Saved entries:
━━━━

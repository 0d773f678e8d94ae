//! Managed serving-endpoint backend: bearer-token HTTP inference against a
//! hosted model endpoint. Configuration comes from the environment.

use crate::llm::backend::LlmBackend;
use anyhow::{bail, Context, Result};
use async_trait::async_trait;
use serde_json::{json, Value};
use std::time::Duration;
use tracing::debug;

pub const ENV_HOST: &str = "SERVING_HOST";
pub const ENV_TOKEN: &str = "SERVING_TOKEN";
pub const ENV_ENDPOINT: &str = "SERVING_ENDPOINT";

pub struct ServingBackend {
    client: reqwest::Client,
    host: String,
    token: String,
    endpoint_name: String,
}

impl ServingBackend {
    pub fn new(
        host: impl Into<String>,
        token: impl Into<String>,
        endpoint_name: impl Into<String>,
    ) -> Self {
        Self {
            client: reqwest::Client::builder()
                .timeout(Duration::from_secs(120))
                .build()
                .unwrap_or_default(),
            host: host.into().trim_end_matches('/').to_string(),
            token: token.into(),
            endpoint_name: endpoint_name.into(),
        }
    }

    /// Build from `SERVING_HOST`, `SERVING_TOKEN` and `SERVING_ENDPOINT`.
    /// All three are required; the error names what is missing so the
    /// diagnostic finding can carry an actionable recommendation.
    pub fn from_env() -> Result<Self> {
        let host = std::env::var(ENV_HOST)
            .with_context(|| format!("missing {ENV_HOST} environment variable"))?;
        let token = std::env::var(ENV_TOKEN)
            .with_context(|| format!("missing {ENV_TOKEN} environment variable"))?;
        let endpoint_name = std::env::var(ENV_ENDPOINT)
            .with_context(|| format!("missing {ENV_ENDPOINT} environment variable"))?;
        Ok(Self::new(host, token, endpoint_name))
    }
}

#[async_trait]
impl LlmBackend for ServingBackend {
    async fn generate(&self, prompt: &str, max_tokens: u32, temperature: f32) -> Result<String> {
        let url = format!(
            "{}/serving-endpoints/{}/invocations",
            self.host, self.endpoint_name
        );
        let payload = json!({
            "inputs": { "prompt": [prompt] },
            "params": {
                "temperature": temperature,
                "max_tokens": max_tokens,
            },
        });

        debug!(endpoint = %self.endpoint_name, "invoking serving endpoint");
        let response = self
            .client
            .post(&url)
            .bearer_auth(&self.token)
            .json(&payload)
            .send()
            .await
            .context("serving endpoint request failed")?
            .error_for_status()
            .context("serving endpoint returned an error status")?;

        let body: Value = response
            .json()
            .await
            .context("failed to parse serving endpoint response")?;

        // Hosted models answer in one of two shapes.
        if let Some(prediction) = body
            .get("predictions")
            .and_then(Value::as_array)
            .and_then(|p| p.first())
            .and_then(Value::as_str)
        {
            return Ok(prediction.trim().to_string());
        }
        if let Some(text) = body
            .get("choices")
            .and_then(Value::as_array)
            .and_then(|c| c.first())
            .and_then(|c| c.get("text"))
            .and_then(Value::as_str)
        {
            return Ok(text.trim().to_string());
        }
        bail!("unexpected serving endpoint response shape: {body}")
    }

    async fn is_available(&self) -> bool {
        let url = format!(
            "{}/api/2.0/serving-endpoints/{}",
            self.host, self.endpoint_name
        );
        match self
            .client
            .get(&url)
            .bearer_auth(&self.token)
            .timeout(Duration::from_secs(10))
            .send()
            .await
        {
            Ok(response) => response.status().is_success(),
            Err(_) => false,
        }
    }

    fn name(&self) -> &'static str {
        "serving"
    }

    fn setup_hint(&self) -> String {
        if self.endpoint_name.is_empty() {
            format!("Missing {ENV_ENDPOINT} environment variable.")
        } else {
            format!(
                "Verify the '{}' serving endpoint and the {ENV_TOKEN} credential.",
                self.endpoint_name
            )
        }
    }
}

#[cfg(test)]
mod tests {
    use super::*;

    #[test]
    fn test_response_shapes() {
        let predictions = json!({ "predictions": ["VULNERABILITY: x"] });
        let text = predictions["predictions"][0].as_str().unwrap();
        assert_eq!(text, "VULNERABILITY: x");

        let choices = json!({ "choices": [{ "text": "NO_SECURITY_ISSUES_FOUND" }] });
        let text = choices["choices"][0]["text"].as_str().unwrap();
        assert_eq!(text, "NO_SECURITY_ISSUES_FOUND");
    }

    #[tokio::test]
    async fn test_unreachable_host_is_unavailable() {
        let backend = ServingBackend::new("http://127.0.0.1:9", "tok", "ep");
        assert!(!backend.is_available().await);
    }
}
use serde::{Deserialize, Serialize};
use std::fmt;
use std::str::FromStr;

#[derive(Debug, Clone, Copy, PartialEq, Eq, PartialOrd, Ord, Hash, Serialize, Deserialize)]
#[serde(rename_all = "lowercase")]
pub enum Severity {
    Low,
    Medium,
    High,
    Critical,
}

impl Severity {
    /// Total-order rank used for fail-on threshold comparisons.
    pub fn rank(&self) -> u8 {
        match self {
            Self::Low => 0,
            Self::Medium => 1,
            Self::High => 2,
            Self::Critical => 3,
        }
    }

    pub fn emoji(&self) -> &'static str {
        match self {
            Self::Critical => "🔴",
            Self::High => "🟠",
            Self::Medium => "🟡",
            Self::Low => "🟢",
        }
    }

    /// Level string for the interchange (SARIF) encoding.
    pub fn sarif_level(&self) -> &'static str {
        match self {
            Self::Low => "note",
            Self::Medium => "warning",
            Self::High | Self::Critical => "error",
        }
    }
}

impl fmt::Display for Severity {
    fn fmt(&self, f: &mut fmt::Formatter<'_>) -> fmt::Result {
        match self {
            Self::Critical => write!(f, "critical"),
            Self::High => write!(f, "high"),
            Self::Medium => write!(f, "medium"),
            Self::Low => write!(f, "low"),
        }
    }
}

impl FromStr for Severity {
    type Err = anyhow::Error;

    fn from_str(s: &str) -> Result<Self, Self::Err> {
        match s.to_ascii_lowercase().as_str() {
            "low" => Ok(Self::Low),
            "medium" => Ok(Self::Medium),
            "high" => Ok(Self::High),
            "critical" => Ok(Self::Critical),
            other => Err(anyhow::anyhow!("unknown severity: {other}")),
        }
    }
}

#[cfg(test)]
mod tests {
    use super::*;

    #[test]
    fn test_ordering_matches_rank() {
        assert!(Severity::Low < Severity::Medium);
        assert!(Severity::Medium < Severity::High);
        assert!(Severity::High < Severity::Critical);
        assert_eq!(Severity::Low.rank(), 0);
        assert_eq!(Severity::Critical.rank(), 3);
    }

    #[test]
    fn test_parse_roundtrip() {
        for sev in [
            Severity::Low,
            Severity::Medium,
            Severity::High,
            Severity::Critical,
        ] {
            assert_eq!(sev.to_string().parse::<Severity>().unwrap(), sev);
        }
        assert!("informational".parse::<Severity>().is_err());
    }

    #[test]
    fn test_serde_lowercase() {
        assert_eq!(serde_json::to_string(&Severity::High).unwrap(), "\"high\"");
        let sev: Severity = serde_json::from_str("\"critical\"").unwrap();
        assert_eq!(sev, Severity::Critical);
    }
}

━━━━

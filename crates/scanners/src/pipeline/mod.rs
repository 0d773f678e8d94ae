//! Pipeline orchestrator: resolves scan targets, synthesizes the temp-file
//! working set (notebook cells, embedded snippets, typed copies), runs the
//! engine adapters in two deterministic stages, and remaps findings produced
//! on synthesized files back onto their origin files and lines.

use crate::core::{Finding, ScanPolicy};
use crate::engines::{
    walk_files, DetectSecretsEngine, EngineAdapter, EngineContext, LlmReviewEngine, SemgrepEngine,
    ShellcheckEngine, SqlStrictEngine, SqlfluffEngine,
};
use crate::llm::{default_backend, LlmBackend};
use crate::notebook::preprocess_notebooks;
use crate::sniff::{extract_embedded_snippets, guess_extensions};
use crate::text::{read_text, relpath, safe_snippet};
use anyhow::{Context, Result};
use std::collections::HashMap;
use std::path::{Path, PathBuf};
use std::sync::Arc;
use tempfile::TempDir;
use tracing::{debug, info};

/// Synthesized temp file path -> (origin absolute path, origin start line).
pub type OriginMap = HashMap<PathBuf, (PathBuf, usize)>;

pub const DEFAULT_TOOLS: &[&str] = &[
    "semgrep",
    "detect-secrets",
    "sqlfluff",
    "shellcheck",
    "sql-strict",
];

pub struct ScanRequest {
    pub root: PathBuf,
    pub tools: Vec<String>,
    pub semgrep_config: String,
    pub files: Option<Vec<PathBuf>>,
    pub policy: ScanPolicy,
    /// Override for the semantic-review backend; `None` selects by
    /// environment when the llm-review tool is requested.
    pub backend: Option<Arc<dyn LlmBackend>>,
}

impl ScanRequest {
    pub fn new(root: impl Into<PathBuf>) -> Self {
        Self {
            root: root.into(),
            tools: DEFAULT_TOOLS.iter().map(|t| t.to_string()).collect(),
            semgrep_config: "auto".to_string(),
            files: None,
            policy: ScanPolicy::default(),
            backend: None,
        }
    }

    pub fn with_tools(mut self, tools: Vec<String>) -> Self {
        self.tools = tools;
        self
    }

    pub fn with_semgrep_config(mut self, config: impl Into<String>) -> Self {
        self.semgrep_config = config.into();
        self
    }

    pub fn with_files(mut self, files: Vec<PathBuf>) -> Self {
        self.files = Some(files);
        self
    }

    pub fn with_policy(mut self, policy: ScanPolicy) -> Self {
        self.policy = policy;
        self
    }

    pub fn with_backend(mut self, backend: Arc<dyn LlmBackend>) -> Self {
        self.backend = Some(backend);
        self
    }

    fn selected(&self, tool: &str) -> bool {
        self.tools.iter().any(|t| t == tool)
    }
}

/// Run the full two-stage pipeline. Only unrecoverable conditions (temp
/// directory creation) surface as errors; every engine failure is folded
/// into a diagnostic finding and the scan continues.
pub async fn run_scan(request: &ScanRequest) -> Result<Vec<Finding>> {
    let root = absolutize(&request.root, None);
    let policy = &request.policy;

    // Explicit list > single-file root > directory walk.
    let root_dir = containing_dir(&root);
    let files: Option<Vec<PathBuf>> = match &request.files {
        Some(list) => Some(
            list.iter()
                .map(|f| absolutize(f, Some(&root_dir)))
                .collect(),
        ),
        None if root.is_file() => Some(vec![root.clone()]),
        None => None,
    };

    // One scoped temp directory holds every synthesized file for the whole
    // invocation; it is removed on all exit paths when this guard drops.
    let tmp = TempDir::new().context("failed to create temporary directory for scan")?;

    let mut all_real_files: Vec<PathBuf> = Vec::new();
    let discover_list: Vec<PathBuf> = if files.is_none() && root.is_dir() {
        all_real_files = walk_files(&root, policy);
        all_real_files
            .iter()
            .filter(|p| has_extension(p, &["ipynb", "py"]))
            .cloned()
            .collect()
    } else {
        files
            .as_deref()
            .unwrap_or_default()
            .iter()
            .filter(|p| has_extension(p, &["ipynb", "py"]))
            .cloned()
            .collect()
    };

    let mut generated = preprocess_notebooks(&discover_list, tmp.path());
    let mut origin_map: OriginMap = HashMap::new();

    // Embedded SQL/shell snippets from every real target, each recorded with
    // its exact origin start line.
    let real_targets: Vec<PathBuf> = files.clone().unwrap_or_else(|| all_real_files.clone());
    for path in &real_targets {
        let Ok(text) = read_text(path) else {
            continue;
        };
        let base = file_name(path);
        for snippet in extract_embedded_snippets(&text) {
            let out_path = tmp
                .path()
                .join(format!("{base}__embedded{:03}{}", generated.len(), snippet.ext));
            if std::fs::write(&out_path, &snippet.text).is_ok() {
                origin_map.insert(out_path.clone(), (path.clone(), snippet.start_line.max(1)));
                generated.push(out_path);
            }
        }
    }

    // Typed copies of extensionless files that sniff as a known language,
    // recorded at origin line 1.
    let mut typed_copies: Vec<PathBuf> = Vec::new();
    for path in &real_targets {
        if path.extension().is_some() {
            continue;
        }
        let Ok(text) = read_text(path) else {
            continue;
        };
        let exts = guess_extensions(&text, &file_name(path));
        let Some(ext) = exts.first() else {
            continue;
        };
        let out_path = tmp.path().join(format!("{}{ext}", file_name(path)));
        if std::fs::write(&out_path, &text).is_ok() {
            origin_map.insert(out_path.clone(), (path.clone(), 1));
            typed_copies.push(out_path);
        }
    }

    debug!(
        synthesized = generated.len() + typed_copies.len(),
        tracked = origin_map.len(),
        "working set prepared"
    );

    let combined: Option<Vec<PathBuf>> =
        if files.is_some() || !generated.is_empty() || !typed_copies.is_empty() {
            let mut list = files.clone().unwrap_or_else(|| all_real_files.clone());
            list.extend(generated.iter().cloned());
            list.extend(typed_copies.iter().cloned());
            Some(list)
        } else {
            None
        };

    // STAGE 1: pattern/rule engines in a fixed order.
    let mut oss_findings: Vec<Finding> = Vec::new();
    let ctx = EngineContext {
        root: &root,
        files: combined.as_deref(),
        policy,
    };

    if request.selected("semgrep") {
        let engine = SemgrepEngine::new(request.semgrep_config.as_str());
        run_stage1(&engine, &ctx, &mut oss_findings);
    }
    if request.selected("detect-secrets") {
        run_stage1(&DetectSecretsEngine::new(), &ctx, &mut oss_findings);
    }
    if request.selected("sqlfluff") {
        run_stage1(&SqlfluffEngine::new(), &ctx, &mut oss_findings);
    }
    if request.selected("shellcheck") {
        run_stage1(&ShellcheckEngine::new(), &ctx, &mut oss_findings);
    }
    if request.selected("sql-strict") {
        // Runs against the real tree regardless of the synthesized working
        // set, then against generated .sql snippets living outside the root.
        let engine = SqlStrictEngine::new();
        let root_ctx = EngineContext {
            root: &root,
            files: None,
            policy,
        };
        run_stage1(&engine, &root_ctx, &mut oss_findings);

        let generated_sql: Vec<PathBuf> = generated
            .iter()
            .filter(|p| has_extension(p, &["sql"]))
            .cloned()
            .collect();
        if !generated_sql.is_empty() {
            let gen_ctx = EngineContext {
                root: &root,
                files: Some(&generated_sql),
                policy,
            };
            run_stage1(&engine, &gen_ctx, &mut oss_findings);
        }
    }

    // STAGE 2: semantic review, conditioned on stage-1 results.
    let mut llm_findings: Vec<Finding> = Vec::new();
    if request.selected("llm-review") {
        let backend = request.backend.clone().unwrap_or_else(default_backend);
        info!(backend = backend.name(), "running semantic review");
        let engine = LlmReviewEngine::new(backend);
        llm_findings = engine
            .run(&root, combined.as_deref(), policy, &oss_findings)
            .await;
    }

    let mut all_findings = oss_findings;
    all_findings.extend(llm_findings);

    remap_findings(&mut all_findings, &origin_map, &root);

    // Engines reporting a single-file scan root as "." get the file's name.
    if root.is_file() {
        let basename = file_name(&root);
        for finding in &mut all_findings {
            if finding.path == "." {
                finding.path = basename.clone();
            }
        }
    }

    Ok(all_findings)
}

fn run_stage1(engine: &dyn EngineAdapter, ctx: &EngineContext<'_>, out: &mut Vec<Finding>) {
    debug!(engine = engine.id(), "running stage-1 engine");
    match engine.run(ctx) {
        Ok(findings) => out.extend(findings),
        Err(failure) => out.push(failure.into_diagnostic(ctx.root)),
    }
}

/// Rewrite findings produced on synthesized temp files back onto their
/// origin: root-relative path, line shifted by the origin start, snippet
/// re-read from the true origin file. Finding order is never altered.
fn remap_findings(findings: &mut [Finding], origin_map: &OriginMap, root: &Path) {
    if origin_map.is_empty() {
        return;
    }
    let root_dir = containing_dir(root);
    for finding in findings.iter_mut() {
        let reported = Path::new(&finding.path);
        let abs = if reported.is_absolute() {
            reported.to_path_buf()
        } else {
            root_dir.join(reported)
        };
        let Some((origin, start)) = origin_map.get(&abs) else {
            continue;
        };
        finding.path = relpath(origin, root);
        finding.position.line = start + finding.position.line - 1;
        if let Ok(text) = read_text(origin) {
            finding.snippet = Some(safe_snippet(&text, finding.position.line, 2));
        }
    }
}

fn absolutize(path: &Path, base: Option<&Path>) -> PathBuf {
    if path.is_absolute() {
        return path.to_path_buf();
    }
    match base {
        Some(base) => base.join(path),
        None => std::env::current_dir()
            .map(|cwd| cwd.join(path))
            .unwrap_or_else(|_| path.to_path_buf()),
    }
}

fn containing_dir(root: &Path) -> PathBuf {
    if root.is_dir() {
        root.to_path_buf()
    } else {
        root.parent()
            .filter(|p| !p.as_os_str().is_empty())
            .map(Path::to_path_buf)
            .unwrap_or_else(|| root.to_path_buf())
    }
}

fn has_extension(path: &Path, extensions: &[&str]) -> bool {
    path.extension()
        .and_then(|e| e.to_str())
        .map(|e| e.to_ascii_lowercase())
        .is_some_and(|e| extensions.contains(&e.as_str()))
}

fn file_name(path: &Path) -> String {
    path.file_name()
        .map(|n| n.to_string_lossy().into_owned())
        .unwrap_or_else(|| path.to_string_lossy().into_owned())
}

━━━━

WHAT YOU NEED TO DO: Among the lines above, find those containing the word "SqlStrictEngine" and copy each.

SOLUTION TO THIS PROBLEM:
    ShellcheckEngine, SqlStrictEngine, SqlfluffEngine,
        let engine = SqlStrictEngine::new();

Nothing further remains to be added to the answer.